By Erik Dolson
My local hardware store carries pleated furnace filters. The highest grade of these claims to have a pore size of .1 to .3 microns and be able to filter viruses. So I bought one and tore it apart, getting rid of the metal screen on both sides.
Then I cut a piece a little larger than the width of two of my hands with about seven (7) full pleats.
I wrapped a rubber band tightly around one end, and then another rubber band tightly around the other end.
Then I cut two pieces of string about double the width of one of my hands.
I fed one end of one string under a loop of one of the rubber bands, and then tied the two ends of the string together with a square knot. I did the same to the other end of the mask.
I opened the pleats, which turned the mask into a small “bowl” shape or half dome and put the mask on. I had to adjust one of the strings around my ear for a better fit, and I was finished.

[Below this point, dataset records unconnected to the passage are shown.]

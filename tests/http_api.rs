//! End-to-end tests for the HTTP API.
//!
//! Each test starts a real server on a free port with a temporary SQLite
//! database and the fakes from `common`, then drives it with `reqwest`.

mod common;

use std::sync::Arc;

use common::{test_config, LetterEmbedder, RecordingModel};
use ragdesk::answer::NO_CONTEXT_ANSWER;
use ragdesk::app::AppServices;
use ragdesk::auth::{RoleList, TokenIssuer};
use ragdesk::{db, migrate, server};
use serde_json::{json, Value};
use tempfile::TempDir;

const COOKIE: &str = "jwt_personal_session_token";

// ─── Helpers ────────────────────────────────────────────────────────

fn find_free_port() -> u16 {
    let listener = std::net::TcpListener::bind("127.0.0.1:0").unwrap();
    listener.local_addr().unwrap().port()
}

async fn wait_for_server(port: u16) {
    let client = reqwest::Client::new();
    let url = format!("http://127.0.0.1:{}/health", port);
    for _ in 0..50 {
        tokio::time::sleep(std::time::Duration::from_millis(100)).await;
        if let Ok(resp) = client.get(&url).send().await {
            if resp.status().is_success() {
                return;
            }
        }
    }
    panic!("Server did not become ready within 5 seconds");
}

struct TestServer {
    base: String,
    services: Arc<AppServices>,
    model: Arc<RecordingModel>,
    client: reqwest::Client,
    _tmp: TempDir,
}

impl TestServer {
    async fn start() -> Self {
        let tmp = TempDir::new().unwrap();
        let port = find_free_port();
        let config = test_config(&tmp, port);

        let pool = db::connect(&config).await.unwrap();
        migrate::migrate_pool(&pool).await.unwrap();

        let model = Arc::new(RecordingModel::replying("grounded reply"));
        let services = Arc::new(
            AppServices::assemble(
                &config,
                pool,
                Arc::new(LetterEmbedder::new()),
                model.clone(),
                TokenIssuer::new("integration-test-secret", 600),
            )
            .unwrap(),
        );

        let bind = config.server.bind.clone();
        let serving = services.clone();
        tokio::spawn(async move {
            let _ = server::serve(serving, &bind).await;
        });
        wait_for_server(port).await;

        Self {
            base: format!("http://127.0.0.1:{}", port),
            services,
            model,
            client: reqwest::Client::new(),
            _tmp: tmp,
        }
    }

    async fn post(&self, path: &str, body: Value, session: Option<&str>) -> reqwest::Response {
        let mut req = self.client.post(format!("{}{}", self.base, path)).json(&body);
        if let Some(token) = session {
            req = req.header("cookie", format!("{}={}", COOKIE, token));
        }
        req.send().await.unwrap()
    }

    async fn register(&self, username: &str, password: &str) {
        let resp = self
            .post(
                "/auth/register",
                json!({ "username": username, "password": password, "password_repeat": password }),
                None,
            )
            .await;
        assert_eq!(resp.status(), 200);
    }

    async fn make_admin(&self, username: &str) {
        self.services
            .users
            .update_roles(username, RoleList::parse(["admin", "user"]).unwrap())
            .await
            .unwrap();
    }

    /// Log in and return the session token from the `Set-Cookie` header.
    async fn login(&self, username: &str, password: &str) -> String {
        let resp = self
            .post(
                "/auth/login",
                json!({ "username": username, "password": password }),
                None,
            )
            .await;
        assert_eq!(resp.status(), 200);
        let cookie = resp
            .headers()
            .get("set-cookie")
            .expect("login sets a cookie")
            .to_str()
            .unwrap()
            .to_string();
        assert!(cookie.contains("HttpOnly"));
        let pair = cookie.split(';').next().unwrap();
        let (name, token) = pair.split_once('=').unwrap();
        assert_eq!(name, COOKIE);
        token.to_string()
    }
}

async fn error_code(resp: reqwest::Response) -> String {
    let body: Value = resp.json().await.unwrap();
    body["error"]["code"].as_str().unwrap().to_string()
}

// ─── Tests ──────────────────────────────────────────────────────────

#[tokio::test]
async fn test_health_reports_empty_store() {
    let srv = TestServer::start().await;
    let body: Value = srv
        .client
        .get(format!("{}/health", srv.base))
        .send()
        .await
        .unwrap()
        .json()
        .await
        .unwrap();
    assert_eq!(body["status"], "ok");
    assert_eq!(body["records"], 0);
}

#[tokio::test]
async fn test_register_password_mismatch_creates_nothing() {
    let srv = TestServer::start().await;
    let resp = srv
        .post(
            "/auth/register",
            json!({ "username": "dora", "password": "one", "password_repeat": "two" }),
            None,
        )
        .await;
    assert_eq!(resp.status(), 400);
    assert_eq!(error_code(resp).await, "password_mismatch");
    assert_eq!(srv.services.users.count().await.unwrap(), 0);

    let resp = srv
        .post("/auth/login", json!({ "username": "dora", "password": "one" }), None)
        .await;
    assert_eq!(resp.status(), 401);
}

#[tokio::test]
async fn test_duplicate_registration_conflicts() {
    let srv = TestServer::start().await;
    srv.register("erin", "pw").await;
    let resp = srv
        .post(
            "/auth/register",
            json!({ "username": "erin", "password": "pw", "password_repeat": "pw" }),
            None,
        )
        .await;
    assert_eq!(resp.status(), 409);
}

#[tokio::test]
async fn test_wrong_password_rejected() {
    let srv = TestServer::start().await;
    srv.register("finn", "right").await;
    let resp = srv
        .post("/auth/login", json!({ "username": "finn", "password": "wrong" }), None)
        .await;
    assert_eq!(resp.status(), 401);
    assert_eq!(error_code(resp).await, "invalid_credentials");
}

#[tokio::test]
async fn test_missing_or_forged_session_unauthorized() {
    let srv = TestServer::start().await;
    let resp = srv.post("/llm/ask", json!({ "text": "hi" }), None).await;
    assert_eq!(resp.status(), 401);

    let resp = srv
        .post("/llm/ask", json!({ "text": "hi" }), Some("not.a.token"))
        .await;
    assert_eq!(resp.status(), 401);
}

#[tokio::test]
async fn test_user_cannot_embed_but_can_ask() {
    let srv = TestServer::start().await;
    srv.register("gus", "pw").await;
    let token = srv.login("gus", "pw").await;

    let resp = srv
        .post("/llm/embed", json!({ "text": "secret plans" }), Some(&token))
        .await;
    assert_eq!(resp.status(), 401);
    assert_eq!(error_code(resp).await, "unauthorized");
    assert_eq!(srv.services.retriever.store().count().await.unwrap(), 0);

    let resp = srv
        .post("/llm/ask", json!({ "text": "what are the plans?" }), Some(&token))
        .await;
    assert_eq!(resp.status(), 200);
    let body: Value = resp.json().await.unwrap();
    assert_eq!(body["answer"], NO_CONTEXT_ANSWER);
    assert_eq!(body["context_used"], json!([]));
    assert_eq!(srv.model.calls(), 0);
}

#[tokio::test]
async fn test_admin_embed_then_ask() {
    let srv = TestServer::start().await;
    srv.register("hana", "pw").await;
    srv.make_admin("hana").await;
    let token = srv.login("hana", "pw").await;

    let text = "The library opens at nine in the morning. \
                Books can be borrowed for three weeks at a time.";
    let resp = srv
        .post("/llm/embed", json!({ "text": text }), Some(&token))
        .await;
    assert_eq!(resp.status(), 200);
    let body: Value = resp.json().await.unwrap();
    assert_eq!(body["status"], "ok");
    let added = body["chunks_added_counts"].as_u64().unwrap();
    assert!(added >= 2);

    let resp = srv
        .post("/llm/ask", json!({ "text": "When does the library open?" }), Some(&token))
        .await;
    assert_eq!(resp.status(), 200);
    let body: Value = resp.json().await.unwrap();
    assert_eq!(body["answer"], "grounded reply");
    assert_eq!(body["context_used"].as_array().unwrap().len(), 2);
    assert_eq!(srv.model.calls(), 1);
}

#[tokio::test]
async fn test_empty_text_rejected() {
    let srv = TestServer::start().await;
    srv.register("ivy", "pw").await;
    srv.make_admin("ivy").await;
    let token = srv.login("ivy", "pw").await;

    let resp = srv
        .post("/llm/embed", json!({ "text": "   " }), Some(&token))
        .await;
    assert_eq!(resp.status(), 400);
    assert_eq!(error_code(resp).await, "bad_request");
}

#[tokio::test]
async fn test_update_roles() {
    let srv = TestServer::start().await;
    srv.register("root", "pw").await;
    srv.make_admin("root").await;
    srv.register("jo", "pw").await;
    let admin = srv.login("root", "pw").await;

    let resp = srv
        .post(
            "/auth/roles",
            json!({ "username": "jo", "roles": ["admin", " user "] }),
            Some(&admin),
        )
        .await;
    assert_eq!(resp.status(), 200);
    let body: Value = resp.json().await.unwrap();
    assert_eq!(body["new_roles"], json!(["admin", "user"]));

    let user = srv.services.users.find("jo").await.unwrap().unwrap();
    assert_eq!(user.roles, vec!["admin", "user"]);

    let resp = srv
        .post(
            "/auth/roles",
            json!({ "username": "nobody", "roles": ["user"] }),
            Some(&admin),
        )
        .await;
    assert_eq!(resp.status(), 404);

    // A plain user may not change roles.
    srv.services
        .users
        .update_roles("jo", RoleList::parse(["user"]).unwrap())
        .await
        .unwrap();
    let jo = srv.login("jo", "pw").await;
    let resp = srv
        .post(
            "/auth/roles",
            json!({ "username": "jo", "roles": ["admin"] }),
            Some(&jo),
        )
        .await;
    assert_eq!(resp.status(), 401);
}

I like this mask. It takes very little time to make, is disposable, should provide adquate coverage and protection. I read that some are recommending Tyvek, the white plastic they use now to sheathe houses before installing the final siding, as a filter. The furnace filter does feel like Tyvek, but I have no idea about relative effectiveness.
In fact, since I have no way of testing, I have no idea how effective my new mask is going to be. There are no guarantees.
But it fits, is easy to wear, cheap and disposable, and I’m going to leave the N-95 masks for health care workers, cops, grocery story clerks, post office employees and delivery people — those who make “shelter in place” possible for the rest of us.